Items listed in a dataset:

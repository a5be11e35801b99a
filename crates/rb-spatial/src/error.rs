use rb_core::config::MIN_RING_LEN;
use thiserror::Error;

/// Fatal layout errors, surfaced at ring construction.
#[derive(Debug, Error)]
pub enum LayoutError {
    #[error("ring length {0} is below the minimum of {MIN_RING_LEN}")]
    RingTooShort(usize),

    /// Four compass exits need four equal quarter-arcs.
    #[error("ring length {0} is not a multiple of 4")]
    RingNotQuarterable(usize),
}
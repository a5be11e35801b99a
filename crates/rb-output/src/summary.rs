//! Per-pair completion statistics over a finished run.

use std::fmt;

use rb_core::Exit;
use rb_sim::{CarOutcome, SourceReport};

/// Completion statistics for one direction pair.
///
/// The timing aggregates cover finished cars only; cars cut off by the
/// horizon appear in `unresolved` and nowhere else.  All three aggregates
/// are `None` when nothing finished.
#[derive(Clone, Debug)]
pub struct PairStats {
    pub ingress:    Exit,
    pub egress:     Exit,
    pub hops:       u8,
    pub spawned:    usize,
    pub finished:   usize,
    pub unresolved: usize,
    pub mean_total: Option<f64>,
    pub min_total:  Option<f64>,
    pub max_total:  Option<f64>,
}

impl PairStats {
    fn from_report(report: &SourceReport) -> PairStats {
        let totals: Vec<f64> = report
            .cars
            .iter()
            .filter_map(|car| match car.outcome {
                CarOutcome::Finished { total } => Some(total),
                CarOutcome::Unresolved => None,
            })
            .collect();

        let (mean, min, max) = if totals.is_empty() {
            (None, None, None)
        } else {
            let sum: f64 = totals.iter().sum();
            (
                Some(sum / totals.len() as f64),
                totals.iter().copied().reduce(f64::min),
                totals.iter().copied().reduce(f64::max),
            )
        };

        PairStats {
            ingress:    report.ingress,
            egress:     report.egress,
            hops:       report.ingress.hops_to(report.egress),
            spawned:    report.spawned(),
            finished:   report.finished(),
            unresolved: report.unresolved(),
            mean_total: mean,
            min_total:  min,
            max_total:  max,
        }
    }
}

/// The whole run's statistics, one [`PairStats`] per source in source order.
#[derive(Clone, Debug)]
pub struct CompletionSummary {
    pub pairs: Vec<PairStats>,
}

impl CompletionSummary {
    pub fn from_reports(reports: &[SourceReport]) -> CompletionSummary {
        CompletionSummary {
            pairs: reports.iter().map(PairStats::from_report).collect(),
        }
    }

    pub fn spawned(&self) -> usize {
        self.pairs.iter().map(|p| p.spawned).sum()
    }

    pub fn finished(&self) -> usize {
        self.pairs.iter().map(|p| p.finished).sum()
    }

    pub fn unresolved(&self) -> usize {
        self.pairs.iter().map(|p| p.unresolved).sum()
    }
}

impl fmt::Display for CompletionSummary {
    /// A fixed-width table, one row per direction pair plus a totals line.
    fn fmt(&self, f: &mut fmt::Formatter<'_>) -> fmt::Result {
        writeln!(
            f,
            "{:<5} -> {:<5}  {:>4}  {:>7} {:>8} {:>10}  {:>8} {:>8} {:>8}",
            "from", "to", "hops", "spawned", "finished", "unresolved", "mean", "min", "max"
        )?;
        for p in &self.pairs {
            let fmt_opt = |v: Option<f64>| match v {
                Some(v) => format!("{v:.2}"),
                None => "-".to_string(),
            };
            writeln!(
                f,
                "{:<5} -> {:<5}  {:>4}  {:>7} {:>8} {:>10}  {:>8} {:>8} {:>8}",
                p.ingress.to_string(),
                p.egress.to_string(),
                p.hops,
                p.spawned,
                p.finished,
                p.unresolved,
                fmt_opt(p.mean_total),
                fmt_opt(p.min_total),
                fmt_opt(p.max_total),
            )?;
        }
        write!(
            f,
            "total: {} spawned, {} finished, {} unresolved",
            self.spawned(),
            self.finished(),
            self.unresolved()
        )
    }
}
//! The `Car` process: drive a precomputed path step by step.
//!
//! A car is a four-state machine:
//!
//! ```text
//! Start ──▶ Waiting ──▶ Crossing ──▶ (next step: Waiting …) ──▶ Done
//!             ▲  │ request granted?     timer fired: release
//!             └──┘ not yet: stay parked until the slot wakes us
//! ```
//!
//! Suspension points are exactly the two the kernel offers: the grant wait
//! in `Waiting` and the slot-passing timer in `Crossing`.  Immediately
//! granted requests cost no simulated time — the state machine falls
//! straight through to `Crossing` within the same resume.

use std::cell::RefCell;
use std::rc::Rc;

use rb_core::{CarId, Exit, SimTime, TaskId};
use rb_kernel::{Acquisition, EventClass, KernelResult, Process, Scheduler, Step};

use crate::path::{PathStep, step_priority};
use crate::trace::{TraceEvent, TraceKind, TraceSink};

// ── CarRecord ─────────────────────────────────────────────────────────────────

/// Observable state of one car, shared between its process and its source.
///
/// `stop` stays `None` for a car still in transit when the simulation
/// horizon is reached — an unresolved completion time, reported as such and
/// never coerced to a number.
#[derive(Clone, Debug)]
pub struct CarRecord {
    pub id: CarId,
    pub ingress: Exit,
    pub egress: Exit,
    pub hops: u8,
    pub start: Option<SimTime>,
    pub stop: Option<SimTime>,
}

impl CarRecord {
    /// Seconds between joining and leaving the roundabout, or `None` for an
    /// unfinished traversal.
    pub fn total_time(&self) -> Option<f64> {
        match (self.start, self.stop) {
            (Some(start), Some(stop)) => Some(stop.since(start)),
            _ => None,
        }
    }

    pub fn is_finished(&self) -> bool {
        self.stop.is_some()
    }
}

/// A car record shared between the car process, its source, and the
/// simulation's reports.
pub type SharedCarRecord = Rc<RefCell<CarRecord>>;

// ── Car process ───────────────────────────────────────────────────────────────

enum DriveState {
    Start,
    Waiting { step: usize, hold: Acquisition },
    Crossing { step: usize, hold: Acquisition },
    Done,
}

/// The driving process for one car.
pub struct Car {
    record: SharedCarRecord,
    path: Vec<PathStep>,
    slot_passing_time: f64,
    trace: TraceSink,
    state: DriveState,
}

impl Car {
    /// `path` must be non-empty (guaranteed by `plan_path` for any valid
    /// exit pair).
    pub fn new(
        record: SharedCarRecord,
        path: Vec<PathStep>,
        slot_passing_time: f64,
        trace: TraceSink,
    ) -> Car {
        debug_assert!(!path.is_empty());
        Car {
            record,
            path,
            slot_passing_time,
            trace,
            state: DriveState::Start,
        }
    }

    fn id(&self) -> CarId {
        self.record.borrow().id
    }

    /// Issue the request(s) for `step` with its tagged priority.
    fn request_step(&self, step: usize, self_id: TaskId, sched: &mut Scheduler) -> Acquisition {
        let priority = step_priority(step);
        match &self.path[step] {
            PathStep::Single(slot) => Acquisition::single(slot, priority, self_id, sched),
            PathStep::Compound { outer, inner } => {
                Acquisition::joint(outer, inner, priority, self_id, sched)
            }
        }
    }
}

impl Process for Car {
    fn resume(&mut self, self_id: TaskId, sched: &mut Scheduler) -> KernelResult<Step> {
        loop {
            match std::mem::replace(&mut self.state, DriveState::Done) {
                DriveState::Start => {
                    self.record.borrow_mut().start = Some(sched.now());
                    log::debug!(
                        "{} {} joining: {} -> {} ({} steps)",
                        sched.now(),
                        self.id(),
                        self.record.borrow().ingress,
                        self.record.borrow().egress,
                        self.path.len()
                    );
                    let hold = self.request_step(0, self_id, sched);
                    self.state = DriveState::Waiting { step: 0, hold };
                }

                DriveState::Waiting { step, hold } => {
                    if !hold.ready() {
                        self.state = DriveState::Waiting { step, hold };
                        return Ok(Step::Suspended);
                    }
                    self.trace.record(TraceEvent {
                        time: sched.now(),
                        car: self.id(),
                        step,
                        kind: TraceKind::Acquired {
                            slots: hold.slot_ids(),
                            compound: hold.is_joint(),
                        },
                    });
                    log::trace!("{} {} acquired step {step}", sched.now(), self.id());
                    sched.schedule_after(self.slot_passing_time, EventClass::TIMER, self_id)?;
                    self.state = DriveState::Crossing { step, hold };
                    return Ok(Step::Suspended);
                }

                DriveState::Crossing { step, hold } => {
                    hold.release(sched)?;
                    self.trace.record(TraceEvent {
                        time: sched.now(),
                        car: self.id(),
                        step,
                        kind: TraceKind::Released {
                            slots: hold.slot_ids(),
                            compound: hold.is_joint(),
                        },
                    });

                    let next = step + 1;
                    if next == self.path.len() {
                        self.record.borrow_mut().stop = Some(sched.now());
                        self.trace.record(TraceEvent {
                            time: sched.now(),
                            car: self.id(),
                            step,
                            kind: TraceKind::Finished,
                        });
                        log::debug!("{} {} left the roundabout", sched.now(), self.id());
                        return Ok(Step::Done);
                    }
                    let hold = self.request_step(next, self_id, sched);
                    self.state = DriveState::Waiting { step: next, hold };
                }

                DriveState::Done => return Ok(Step::Done),
            }
        }
    }
}
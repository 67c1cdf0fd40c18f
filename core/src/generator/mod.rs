use crate::*;
pub use fixed::*;
pub use random::*;

mod fixed;
mod random;

/// Lays out a fresh board for a level, never placing a mine on `safe`.
pub trait BoardGenerator {
    fn generate(&mut self, setting: LevelSetting, safe: Coord2) -> Result<Board>;
}

impl<G: BoardGenerator + ?Sized> BoardGenerator for Box<G> {
    fn generate(&mut self, setting: LevelSetting, safe: Coord2) -> Result<Board> {
        (**self).generate(setting, safe)
    }
}

fn check_request(setting: LevelSetting, safe: Coord2) -> Result<Coord2> {
    setting.validate()?;
    setting.validate_coords(safe)
}
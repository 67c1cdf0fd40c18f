use ndarray::Array2;
use rand::prelude::*;

use super::*;

/// Uniform rejection sampling over the whole grid, skipping the safe cell.
///
/// Rejecting the safe cell as a candidate gives the same distribution as regenerating until the safe cell is
/// clear, without the retry loop. One generator yields a different board on every call.
#[derive(Clone, Debug)]
pub struct RandomBoardGenerator {
    seed: u64,
    rng: SmallRng,
}

impl RandomBoardGenerator {
    pub fn new(seed: u64) -> Self {
        Self {
            seed,
            rng: SmallRng::seed_from_u64(seed),
        }
    }

    pub fn from_entropy() -> Self {
        Self::new(rand::random())
    }

    pub fn seed(&self) -> u64 {
        self.seed
    }
}

impl BoardGenerator for RandomBoardGenerator {
    fn generate(&mut self, setting: LevelSetting, safe: Coord2) -> Result<Board> {
        let safe = check_request(setting, safe)?;

        let mut mines: Array2<bool> = Array2::default(setting.size().to_nd_index());
        let mut mines_placed: CellCount = 0;

        while mines_placed < setting.mines {
            let coords = (
                self.rng.random_range(0..setting.rows),
                self.rng.random_range(0..setting.cols),
            );
            if coords == safe || mines[coords.to_nd_index()] {
                continue;
            }
            mines[coords.to_nd_index()] = true;
            mines_placed += 1;
        }

        log::debug!(
            "generated {}x{} board with {} mines, safe at {:?}",
            setting.rows,
            setting.cols,
            mines_placed,
            safe
        );
        Ok(Board::from_mine_mask(&mines))
    }
}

REQUIRED WORK:
What are the lines above, starting at the one with "safe cell is" and ending at the one with "let safe = check_request(setting, safe)?;"? Give them again exactly, and only them.

WRITTEN ANSWER:
/// Rejecting the safe cell as a candidate gives the same distribution as regenerating until the safe cell is
/// clear, without the retry loop. One generator yields a different board on every call.
#[derive(Clone, Debug)]
pub struct RandomBoardGenerator {
    seed: u64,
    rng: SmallRng,
}

impl RandomBoardGenerator {
    pub fn new(seed: u64) -> Self {
        Self {
            seed,
            rng: SmallRng::seed_from_u64(seed),
        }
    }

    pub fn from_entropy() -> Self {
        Self::new(rand::random())
    }

    pub fn seed(&self) -> u64 {
        self.seed
    }
}

impl BoardGenerator for RandomBoardGenerator {
    fn generate(&mut self, setting: LevelSetting, safe: Coord2) -> Result<Board> {
        let safe = check_request(setting, safe)?;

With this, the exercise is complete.